Tante le storie che Florian avrebbe da raccontare e condividere con il videomaker Pizzini. Ne sceglie una su tutte, forse perché protagonista è una ragazza quasi sua coetanea che non riuscì a convincere la madre a vaccinarsi. «Mi rimarrà per sempre questo esempio in mente. Una donna anziana che non ne aveva voluto sapere di farsi vaccinare. Solo poco prima di venire intubata, ha iniziato a rimproverarsi di non avere seguito i consigli della figlia e questo ha chiaramente avuto effetti sulla famiglia. Sono esperienze che ti toccano profondamente. È stato tremendo sapere che quella donna a casa aveva rifiutato qualsiasi trattamento sanitario nella disperazione della figlia che implorava la madre di farsi ricoverare».

A raccogliere materiale video col progetto Wellenbrecher, documento di cosa stia accadendo nei reparti di Terapia intensiva Covid altoatesini, è sempre Andrea Pizzini che confida: «A questi operatori, una volta che escono dai reparti ospedalieri, la domanda che amici e conoscenti fanno loro è sempre la stessa: tutti vogliono sapere come è la situazione dentro e se è vero che in terapia intensiva ci vanno quasi solo i non vaccinati», spiega Pizzini che negli ultimi mesi sta sempre più raccontando la delusione dei sanitari a confronto con pazienti no-vax ricoverati. «Nell’ultimo mese e mezzo sto andando nelle terapie intensive Covid una volta alla settimana.

Ormai le storie sono tutte le stesse, con i non vaccinati in stragrande maggioranza che però non si fanno intervistare. Ad alcuni ho spiegato che la loro sarebbe una testimonianza importante, magari per altri che non credono nel vaccino.

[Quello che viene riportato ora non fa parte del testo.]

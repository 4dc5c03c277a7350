//! Client sync-report logging.
//!
//! Each `report` message a listener sends becomes one fixed-width line in
//! the sync log, timestamped locally and attributed to the client address.
//! A `TRACK` event resets the file (each song's telemetry starts clean;
//! cross-track comparisons are not meaningful here), and a size threshold
//! rotates the file to a `.old` sibling.
//!
//! Everything below the constructor is best-effort: I/O errors are logged
//! at debug level and dropped, so telemetry can never take the broadcast
//! path down with it.

use std::fs::{self, OpenOptions};
use std::io::Write;
use std::path::{Path, PathBuf};

use chrono::Local;
use showsync_types::SyncReport;
use tracing::debug;

/// Event name that marks the start of a new track and resets the log.
const TRACK_EVENT: &str = "TRACK";

/// Errors that can occur while setting up the sync log.
///
/// Only construction can fail outward; a missing log directory at startup
/// is a deployment problem the daemon should refuse to run with.
#[derive(Debug, thiserror::Error)]
pub enum TelemetryError {
    /// The directory that should hold the log file could not be created.
    #[error("failed to create log directory {dir}: {source}")]
    CreateDir {
        /// Directory that could not be created.
        dir: PathBuf,
        /// Underlying I/O error.
        source: std::io::Error,
    },
}

/// Append-only sync-quality log with size rotation and per-track reset.
#[derive(Debug)]
pub struct SyncLog {
    path: PathBuf,
    max_bytes: u64,
}

impl SyncLog {
    /// Create the log handle, ensuring the parent directory exists.
    ///
    /// # Errors
    ///
    /// Returns [`TelemetryError::CreateDir`] when the parent directory
    /// cannot be created.
    pub fn new(path: impl Into<PathBuf>, max_bytes: u64) -> Result<Self, TelemetryError> {
        let path = path.into();
        if let Some(dir) = path.parent() {
            if !dir.as_os_str().is_empty() {
                fs::create_dir_all(dir).map_err(|source| TelemetryError::CreateDir {
                    dir: dir.to_owned(),
                    source,
                })?;
            }
        }
        Ok(Self { path, max_bytes })
    }

    /// Path of the live log file.
    pub fn path(&self) -> &Path {
        &self.path
    }

    /// Append a service-start separator line, marking restarts in the log.
    /// Best-effort.
    pub fn log_startup(&self) {
        let line = format!("\n--- showsync started {} ---\n", Local::now().to_rfc3339());
        if let Err(e) = self.append(&line) {
            debug!(error = %e, "startup separator write failed");
        }
    }

    /// Record one client report.
    ///
    /// `TRACK` events reset the file to a single separator line; every
    /// other event appends one fixed-width line, rotating first when the
    /// file has outgrown its size budget. Never fails outward.
    pub fn log_report(&self, client_ip: &str, report: &SyncReport) {
        if let Err(e) = self.write_report(client_ip, report) {
            debug!(error = %e, "sync log write failed");
        }
    }

    fn write_report(&self, client_ip: &str, report: &SyncReport) -> std::io::Result<()> {
        if report.event == TRACK_EVENT {
            if self.path.exists() {
                fs::remove_file(&self.path)?;
            }
            let line = format!(
                "--- NEW TRACK: {} @ {} [{client_ip}] ---\n",
                report.track,
                timestamp()
            );
            return self.append(&line);
        }

        self.rotate_if_needed()?;

        let line = format!(
            "{} [{client_ip}] {:<12} fpp={:>7} target={:>7} local={:>7} err={:>5}ms avg2s={:>5}ms rate={:.4} eff={:.3} offset={:>4}ms\n",
            timestamp(),
            report.event,
            report.fpp,
            report.target,
            report.local,
            report.err,
            report.avg2s,
            report.rate,
            report.eff,
            report.offset,
        );
        self.append(&line)
    }

    /// Rename the live file to its `.old` sibling once it exceeds the size
    /// budget, replacing any previous `.old`.
    fn rotate_if_needed(&self) -> std::io::Result<()> {
        let size = match fs::metadata(&self.path) {
            Ok(meta) => meta.len(),
            // No file yet: nothing to rotate.
            Err(_) => return Ok(()),
        };
        if size <= self.max_bytes {
            return Ok(());
        }

        let old = self.path.with_extension("log.old");
        if old.exists() {
            fs::remove_file(&old)?;
        }
        fs::rename(&self.path, &old)
    }

    fn append(&self, line: &str) -> std::io::Result<()> {
        let mut file = OpenOptions::new()
            .create(true)
            .append(true)
            .open(&self.path)?;
        file.write_all(line.as_bytes())
    }
}

/// Local timestamp with millisecond precision, matching the log layout.
fn timestamp() -> String {
    Local::now().format("%Y-%m-%d %H:%M:%S%.3f").to_string()
}

#[cfg(test)]
#[allow(clippy::unwrap_used)]
mod tests {
    use super::*;

    /// Fresh log path in a scratch directory.
    fn scratch_log() -> PathBuf {
        std::env::temp_dir()
            .join(format!("showsync-telemetry-{}", uuid::Uuid::now_v7()))
            .join("sync.log")
    }

    fn tick_report(event: &str) -> SyncReport {
        SyncReport {
            event: event.to_owned(),
            fpp: 1_000,
            target: 1_010,
            local: 990,
            err: 20,
            avg2s: 15,
            rate: 1.002,
            eff: 0.998,
            offset: -3,
            track: String::from("MyShow"),
        }
    }

    #[test]
    fn new_creates_the_parent_directory() {
        let path = scratch_log();
        let log = SyncLog::new(&path, 1024).unwrap();
        assert!(log.path().parent().unwrap().is_dir());
    }

    #[test]
    fn report_lines_have_the_fixed_layout() {
        let log = SyncLog::new(scratch_log(), 5 * 1024 * 1024).unwrap();
        log.log_report("10.0.0.7", &tick_report("TICK"));

        let contents = fs::read_to_string(log.path()).unwrap();
        assert!(contents.contains("[10.0.0.7] TICK"));
        assert!(contents.contains("fpp=   1000"));
        assert!(contents.contains("err=   20ms"));
        assert!(contents.contains("rate=1.0020"));
        assert!(contents.contains("eff=0.998"));
        assert!(contents.contains("offset=  -3ms"));
    }

    #[test]
    fn track_event_resets_the_file() {
        let log = SyncLog::new(scratch_log(), 5 * 1024 * 1024).unwrap();
        log.log_report("10.0.0.7", &tick_report("TICK"));
        log.log_report("10.0.0.7", &tick_report("TICK"));
        log.log_report("10.0.0.7", &tick_report(TRACK_EVENT));

        let contents = fs::read_to_string(log.path()).unwrap();
        let first_line = contents.lines().next().unwrap();
        assert!(first_line.starts_with("--- NEW TRACK: MyShow @ "));
        assert_eq!(contents.lines().count(), 1);
    }

    #[test]
    fn oversized_file_rotates_exactly_once() {
        let path = scratch_log();
        // Tiny budget so the second write triggers rotation.
        let log = SyncLog::new(&path, 16).unwrap();

        // A stale .old from an earlier rotation gets replaced.
        let old = path.with_extension("log.old");
        fs::write(&old, b"stale\n").unwrap();

        log.log_report("10.0.0.7", &tick_report("TICK"));
        let first = fs::read_to_string(&path).unwrap();
        log.log_report("10.0.0.7", &tick_report("SEEK"));

        let rotated = fs::read_to_string(&old).unwrap();
        assert_eq!(rotated, first);
        let live = fs::read_to_string(&path).unwrap();
        assert_eq!(live.lines().count(), 1);
        assert!(live.contains("SEEK"));
    }

    #[test]
    fn io_failures_are_swallowed() {
        // Point the log at a directory: every write fails, nothing panics.
        let dir = std::env::temp_dir().join(format!("showsync-telemetry-{}", uuid::Uuid::now_v7()));
        fs::create_dir_all(&dir).unwrap();
        let log = SyncLog {
            path: dir,
            max_bytes: 1024,
        };
        log.log_report("10.0.0.7", &tick_report("TICK"));
        log.log_startup();
    }
}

Quasi sempre, la risposta è la stessa: queste persone non se la sentono di lanciare messaggi», sottolinea Pizzini che però ha cercato di capire i motivi per i quali tra i no-vax ricoverati ci sia questa ritrosia nel mostrare di essersi sbagliati. «Le ragioni sono varie. Ad esempio, molte sono persone emotivamente fragili e si sentirebbero in imbarazzo anche ad esprimersi, poi ci sono i testardi, magari quelli ricoverati che però non finiscono in intensiva e per quello gridano alla vittoria. Non contro la malattia ma contro i sanitari. Poi ci sono quelli che dopo una esperienza di intubazione magari cambiano anche idea, ma se i loro amici sono no-vax, allora hanno paura a dire che il Covid esiste», racconta il videomaker meranese.

Anche per lui, sono tanti i ricordi di esperienze spesso al limite dell’inverosimile. Ricordi di pazienti talmente testardi che a forza di rifiutare le cure ci hanno perfino rimesso la vita.

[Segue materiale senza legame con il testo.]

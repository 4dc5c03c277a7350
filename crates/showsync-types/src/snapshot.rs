//! The canonical playback snapshot broadcast to listeners.
//!
//! Exactly one snapshot is current at any instant. The poller replaces it
//! wholesale after every successful upstream read; on a failed read only
//! `server_time_ms` is refreshed so listeners never extrapolate elapsed
//! time from a stale timestamp.

use serde::{Deserialize, Serialize};
use ts_rs::TS;

/// Coarse playback state reported by the show controller.
#[derive(Debug, Clone, Copy, PartialEq, Eq, Hash, Serialize, Deserialize, TS)]
#[ts(export, export_to = "bindings/")]
#[serde(rename_all = "lowercase")]
pub enum PlaybackState {
    /// A sequence is actively playing.
    Playing,
    /// Playback is paused mid-sequence.
    Paused,
    /// Nothing is playing.
    Stopped,
}

/// The single current playback-state record broadcast to clients.
///
/// Serialized as a bare JSON object (no `type` tag) -- the broadcast stream
/// carries nothing but snapshots, so the shape itself is the discriminator.
#[derive(Debug, Clone, PartialEq, Eq, Serialize, Deserialize, TS)]
#[ts(export, export_to = "bindings/")]
#[serde(rename_all = "camelCase")]
pub struct PlaybackSnapshot {
    /// Current playback state.
    pub state: PlaybackState,
    /// Sequence filename stripped of directory and extension. Empty when
    /// nothing is loaded.
    pub track_base: String,
    /// Playback position in milliseconds, from the controller's
    /// sub-second-precision elapsed counter.
    pub position_ms: u64,
    /// Public URL of the matching audio asset, omitted when none exists.
    #[serde(default, skip_serializing_if = "Option::is_none")]
    pub audio_url: Option<String>,
    /// Server wall clock (Unix milliseconds) at the instant `position_ms`
    /// was valid. Listeners use this for elapsed-time extrapolation and
    /// clock-offset correction.
    pub server_time_ms: u64,
}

«Solo pochissimi giorni fa, ho intervistato una persona che si era curata con vitamine e integratori naturali come consigliano in mille video pseudo scienziati. Questa persona era finita in un reparto Covid ma non in intensiva. Salvata, invece di ringraziare i sanitari, sosteneva di non essere guarita proprio perché si era curata con le vitamine. Questa persona parlava in questo modo, mentre i dottori cercavano di spiegare cosa era invece accaduto. Infatti, nella stazione Covid normale, come nel suo caso, le persone ricevono ossigeno, farmaci e altre medicine specifiche. Per questo, accade che in quel momento si sentano meglio di come stavano a casa. Questo produce un effetto strano e alcuni di loro finiscono per sostenere che non sarebbe stato necessario farsi ricoverare», continua Pizzini che racconta di persone morte anche in Alto Adige per essersi sottratte alle cure dei sanitari, così come individui deceduti in quanto, avendo ritardato il ricovero per motivi meramente ideologici, alla fine le cure ospedaliere non sono riuscite a far regredire il corso della malattia.

«La maggior parte delle persone oggi ricoverate nei reparti Covid in Alto Adige provengono dalle valli. Persone fragili vittime di questa campagna anti vaccino che in quelle zone è molto forte».